私が先頭になってその亀裂の中に飛び込んだ。麗さんの慌てた声が聞こえた。でもそんなことは無視。麗さんの指笛が聞こえた後から、みんなも私に続いて飛び込んできた。


 そして、私がいつもの視界に戻って最初に見たものは……。迫りくる巨大な列車だった。うっそー、なんでこのタイミングで戻ってくるの?!! その時ガシャンとガラスの割れる音がして、列車は凄まじいブレーキ音を響かせながら、私まであと数十センチのところで間一髪止まってくれた。そして私に続いて、錬を背負った鈴木部長、続いて彩さん、留萌さん、沢口さん、最後に麗さんが飛び出してきた。

「やはり、出口はここだけ」

 麗さんは最初からこの場所に戻ってくることを予測していたみたいだ。だってホームの端には山岡さんと大杉君が焦った表情で私たちを見ていたから。

「麗さんの言ったように、本当にみんなが何もないところから飛び出してきた?!」

「山岡さん、それに大杉君、あなたたちが列車を止めてくれたの?」

「ああっ、麗さんに別れ際に言われて、このホームで待ってたんだ。そしたら、この紙型がクックックと鳴きだしたから、動き出した運転席に向かって石をつめたナップサックを投げつけたんだ。おかげて運転席のフロントガラスを割っちゃったけど、ギリギリのところで止められたってわけ」

 ハトの形をした紙型を私に見せてくれた。それは……式神?

 山岡さん説明し終えた後、突然怒鳴り声が聞こえた。

「こらー!! なんてことをしたんだ!!」

 そうやって怒鳴りながらやって来た駅員さんは、線路の中で列車の前で立ち尽くしている私たちが目に入りびっくりしている。
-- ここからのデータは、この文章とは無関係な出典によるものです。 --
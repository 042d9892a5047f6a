//! Allocation kinds and trace kinds.
//!
//! Every arena holds things of exactly one [`AllocKind`]. The kind fixes the
//! thing size, which [`TraceKind`] hooks trace and finalize it, and whether
//! its arenas may be finalized on the helper thread.

use crate::heap::{ARENA_SIZE, CELL_SIZE};

/// Size class of a heap thing.
#[repr(u8)]
#[derive(Debug, Clone, Copy, PartialEq, Eq, Hash, PartialOrd, Ord)]
pub enum AllocKind {
    /// Object with no inline slots.
    Object0 = 0,
    /// Background-finalizable object with no inline slots.
    Object0Background,
    /// Object with 2 inline slots.
    Object2,
    /// Background-finalizable object with 2 inline slots.
    Object2Background,
    /// Object with 4 inline slots.
    Object4,
    /// Background-finalizable object with 4 inline slots.
    Object4Background,
    /// Object with 8 inline slots.
    Object8,
    /// Background-finalizable object with 8 inline slots.
    Object8Background,
    /// Object with 12 inline slots.
    Object12,
    /// Background-finalizable object with 12 inline slots.
    Object12Background,
    /// Object with 16 inline slots.
    Object16,
    /// Background-finalizable object with 16 inline slots.
    Object16Background,
    /// Compiled script.
    Script,
    /// Property shape.
    Shape,
    /// Shared shape data.
    BaseShape,
    /// Type information record.
    TypeObject,
    /// String with inline characters.
    ShortString,
    /// Heap string.
    String,
    /// String whose characters are owned outside the heap.
    ExternalString,
}

/// Number of allocation kinds.
pub const ALLOC_KIND_COUNT: usize = AllocKind::ExternalString as usize + 1;

/// Which hook pair traces and finalizes a thing.
#[repr(u8)]
#[derive(Debug, Clone, Copy, PartialEq, Eq, Hash)]
pub enum TraceKind {
    /// Objects of every slot count.
    Object = 0,
    /// All string kinds.
    String,
    /// Scripts.
    Script,
    /// Shapes.
    Shape,
    /// Base shapes.
    BaseShape,
    /// Type objects.
    TypeObject,
}

/// Number of trace kinds.
pub const TRACE_KIND_COUNT: usize = TraceKind::TypeObject as usize + 1;

/// Words in an object header, ahead of its inline slots.
pub const OBJECT_HEADER_WORDS: usize = 4;

/// Object slot counts at or above this use [`AllocKind::Object16`].
pub const SLOTS_TO_KIND_LIMIT: usize = 17;

const SLOTS_TO_KIND: [AllocKind; SLOTS_TO_KIND_LIMIT] = [
    AllocKind::Object0,
    AllocKind::Object2,
    AllocKind::Object2,
    AllocKind::Object4,
    AllocKind::Object4,
    AllocKind::Object8,
    AllocKind::Object8,
    AllocKind::Object8,
    AllocKind::Object8,
    AllocKind::Object12,
    AllocKind::Object12,
    AllocKind::Object12,
    AllocKind::Object12,
    AllocKind::Object16,
    AllocKind::Object16,
    AllocKind::Object16,
    AllocKind::Object16,
];

impl AllocKind {
    /// All kinds, in table order.
    pub const ALL: [AllocKind; ALLOC_KIND_COUNT] = [
        AllocKind::Object0,
        AllocKind::Object0Background,
        AllocKind::Object2,
        AllocKind::Object2Background,
        AllocKind::Object4,
        AllocKind::Object4Background,
        AllocKind::Object8,
        AllocKind::Object8Background,
        AllocKind::Object12,
        AllocKind::Object12Background,
        AllocKind::Object16,
        AllocKind::Object16Background,
        AllocKind::Script,
        AllocKind::Shape,
        AllocKind::BaseShape,
        AllocKind::TypeObject,
        AllocKind::ShortString,
        AllocKind::String,
        AllocKind::ExternalString,
    ];

    /// Foreground object kind able to hold `slots` inline slots.
    pub fn for_slot_count(slots: usize) -> AllocKind {
        if slots >= SLOTS_TO_KIND_LIMIT {
            return AllocKind::Object16;
        }
        SLOTS_TO_KIND[slots]
    }

    /// Table index of this kind.
    #[inline]
    pub const fn index(self) -> usize {
        self as usize
    }

    /// Thing size in bytes. Always a multiple of [`CELL_SIZE`].
    pub const fn thing_size(self) -> usize {
        use AllocKind::*;
        let words = match self {
            Object0 | Object0Background => OBJECT_HEADER_WORDS,
            Object2 | Object2Background => OBJECT_HEADER_WORDS + 2,
            Object4 | Object4Background => OBJECT_HEADER_WORDS + 4,
            Object8 | Object8Background => OBJECT_HEADER_WORDS + 8,
            Object12 | Object12Background => OBJECT_HEADER_WORDS + 12,
            Object16 | Object16Background => OBJECT_HEADER_WORDS + 16,
            Script => 16,
            Shape => 5,
            BaseShape => 6,
            TypeObject => 7,
            ShortString => 4,
            String => 2,
            ExternalString => 3,
        };
        words * CELL_SIZE
    }

    /// Number of things that fit in one arena.
    #[inline]
    pub const fn things_per_arena(self) -> usize {
        ARENA_SIZE / self.thing_size()
    }

    /// Hook family for this kind.
    pub const fn trace_kind(self) -> TraceKind {
        use AllocKind::*;
        match self {
            Object0 | Object0Background | Object2 | Object2Background | Object4
            | Object4Background | Object8 | Object8Background | Object12
            | Object12Background | Object16 | Object16Background => TraceKind::Object,
            Script => TraceKind::Script,
            Shape => TraceKind::Shape,
            BaseShape => TraceKind::BaseShape,
            TypeObject => TraceKind::TypeObject,
            ShortString | String | ExternalString => TraceKind::String,
        }
    }

    /// Whether arenas of this kind are finalized on the helper thread.
    pub const fn is_background_finalized(self) -> bool {
        use AllocKind::*;
        matches!(
            self,
            Object0Background
                | Object2Background
                | Object4Background
                | Object8Background
                | Object12Background
                | Object16Background
                | ShortString
                | String
        )
    }

    /// Background twin of a foreground object kind; other kinds map to
    /// themselves.
    pub const fn to_background(self) -> AllocKind {
        use AllocKind::*;
        match self {
            Object0 => Object0Background,
            Object2 => Object2Background,
            Object4 => Object4Background,
            Object8 => Object8Background,
            Object12 => Object12Background,
            Object16 => Object16Background,
            other => other,
        }
    }
}

impl TraceKind {
    /// Table index of this trace kind.
    #[inline]
    pub const fn index(self) -> usize {
        self as usize
    }
}
//! Root tracking.
//!
//! GC roots are the starting points for marking:
//! - Named roots registered with [`Runtime::add_root`](crate::Runtime::add_root)
//! - Locked things, pinned with a reference count
//! - Cells held in a [`RootScope`] (the shadow stack)
//! - Words on the native stack, when conservative scanning is enabled
//! - Embedder black and gray root tracers

pub(crate) mod conservative;
mod shadow;

pub use conservative::ConservativeStats;
pub use shadow::RootScope;
pub(crate) use shadow::ShadowStack;

use rustc_hash::FxHashMap;

use crate::cell::GcCell;
use crate::trace::Tracer;

/// Named roots and the locked-things table.
#[derive(Debug, Default)]
pub(crate) struct RootRegistry {
    named: FxHashMap<GcCell, Option<String>>,
    locked: FxHashMap<GcCell, u32>,
}

impl RootRegistry {
    /// Register `cell` as a root. Re-registering replaces the name.
    pub(crate) fn add_root(&mut self, cell: GcCell, name: Option<&str>) {
        self.named.insert(cell, name.map(str::to_owned));
    }

    pub(crate) fn remove_root(&mut self, cell: GcCell) -> bool {
        self.named.remove(&cell).is_some()
    }

    #[cfg(test)]
    pub(crate) fn is_root(&self, cell: GcCell) -> bool {
        self.named.contains_key(&cell)
    }

    /// Pin `cell`. Returns the new lock count.
    pub(crate) fn lock(&mut self, cell: GcCell) -> u32 {
        let count = self.locked.entry(cell).or_insert(0);
        *count += 1;
        *count
    }

    /// Drop one pin. Returns false if `cell` was not locked.
    pub(crate) fn unlock(&mut self, cell: GcCell) -> bool {
        let Some(count) = self.locked.get_mut(&cell) else {
            return false;
        };
        *count -= 1;
        if *count == 0 {
            self.locked.remove(&cell);
        }
        true
    }

    #[cfg(test)]
    pub(crate) fn is_locked(&self, cell: GcCell) -> bool {
        self.locked.contains_key(&cell)
    }

    #[cfg(test)]
    pub(crate) fn root_count(&self) -> usize {
        self.named.len()
    }

    pub(crate) fn trace_named(&self, tracer: &mut dyn Tracer) {
        for &cell in self.named.keys() {
            tracer.trace_cell(cell);
        }
    }

    pub(crate) fn trace_locked(&self, tracer: &mut dyn Tracer) {
        for &cell in self.locked.keys() {
            tracer.trace_cell(cell);
        }
    }

    /// Names of roots still registered, for leak reports at shutdown.
    pub(crate) fn leaked(&self) -> impl Iterator<Item = (GcCell, Option<&str>)> + '_ {
        self.named
            .iter()
            .map(|(&cell, name)| (cell, name.as_deref()))
    }

    pub(crate) fn clear(&mut self) {
        self.named.clear();
        self.locked.clear();
    }
}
「な、なんなんだ? 君たちは? 線路に降りるなんて、死にたいのか?!」

「いや、ほんと死ぬとこでした」

 部長さんがそんなことを言いながら、錬をホームに上げ、自分もホームに上がろうとしている。そして、ホームに上がったところで私たちに手を差し伸べて来た。それをみた駅員さんや山岡さん。それに大杉君がみんなに手を差し伸べて、なんとかみんなホームに上がることができた。